Summary: | 碩士 === 國立中山大學 === 生物醫學研究所 === 100 === Sialylation is catalyzed by sialyltransferases (STs) that adding sialic acids to the
terminal positions of oligosaccharide of glycoproteins and glycolipids. This process is
frequently enhanced in cancer and is associated with increased cancer metastasis. Recent
studies demonstrated that over-expression of ST3Gal-I promotes mammary
tumorigenesis. In our experiments, we also find overexpression of α-2,3-ST in breast
cancer cells. We previously synthesized a lithocholic acid-based ST inhibitor AL10 and
demonstrated its anti-metastatic effect in vitro and in vivo. Our results showed that
AL10 is an effective sialyltransferase inhibitor and exerts anti-metastatic effect in vivo
via suppression of sialylation of beta1 integrin and CXCR4. Breast cancer cells
expressing high level of chemokine receptors CXCR4 and CCR7 are prone to exhibit
lymphatic metastasis because their cognate ligands CCL19, CCL21 and SDF-1 are
continuously expressed by lymphatic endothelial cells. In this study, we demonstrate
that AL10 can inhibit invasion, proliferation and induce anoikis of
α-2,3-ST-overexpressing MDA-MB231 human breast cancer cells.

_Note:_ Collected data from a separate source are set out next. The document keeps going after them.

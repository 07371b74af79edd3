//! Generate a synthetic dirty café sales export.
//!
//! The file has the same columns and kinds of defects as the real export
//! and is used by the CSV benchmarks and for trying out `dq-report`.

use clap::Parser;
use dq_guard::test_fixtures::CafeFixture;
use std::path::PathBuf;

#[derive(Debug, Parser)]
#[command(name = "generate-fixtures", about = "Write a synthetic café sales CSV")]
struct Args {
    /// Number of transactions to generate
    #[arg(long, default_value_t = 10_000)]
    rows: usize,

    /// Probability that a field is corrupted
    #[arg(long, default_value_t = 0.1)]
    dirty_ratio: f64,

    #[arg(long, default_value_t = 42)]
    seed: u64,

    /// Output file
    #[arg(long, default_value = "fixtures/dirty_cafe_sales.csv")]
    out: PathBuf,
}

fn main() -> Result<(), Box<dyn std::error::Error>> {
    let args = Args::parse();

    if let Some(dir) = args.out.parent().filter(|dir| !dir.as_os_str().is_empty()) {
        std::fs::create_dir_all(dir)?;
    }

    let fixture = CafeFixture::new(args.rows)
        .with_dirty_ratio(args.dirty_ratio)
        .with_seed(args.seed);
    fixture.write_csv(&args.out)?;

    println!(
        "Wrote {} transactions to {}",
        fixture.rows(),
        args.out.display()
    );
    Ok(())
}
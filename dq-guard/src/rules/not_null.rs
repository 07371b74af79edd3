use crate::dataset::ColumnAccessor;

/// A row is unexpected iff it is null.
pub(super) fn count_unexpected(column: &ColumnAccessor) -> u64 {
    column.null_count() as u64
}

Our results indicate
that inhibition of CCL19-induced invasion and CCL19-reduced anoikis by AL10 are
associated with reduced sialylation of CCR7 and attenuated activation of the
downstream signaling mediator ERK and p38. In addition, AL10 can inhibit
proliferation by reducing activation of AKT via CCR7 sialylation independent pathway
and p-38 via CCR7 sialylation dependent pathway which results in ubiquitin-dependent
cyclin D1 degradation. Taken together, we conclude that sialylation of CCR7 is critical
for CCL19-stimulated proliferation, invasion and anti-anoikis in breast cancer cells.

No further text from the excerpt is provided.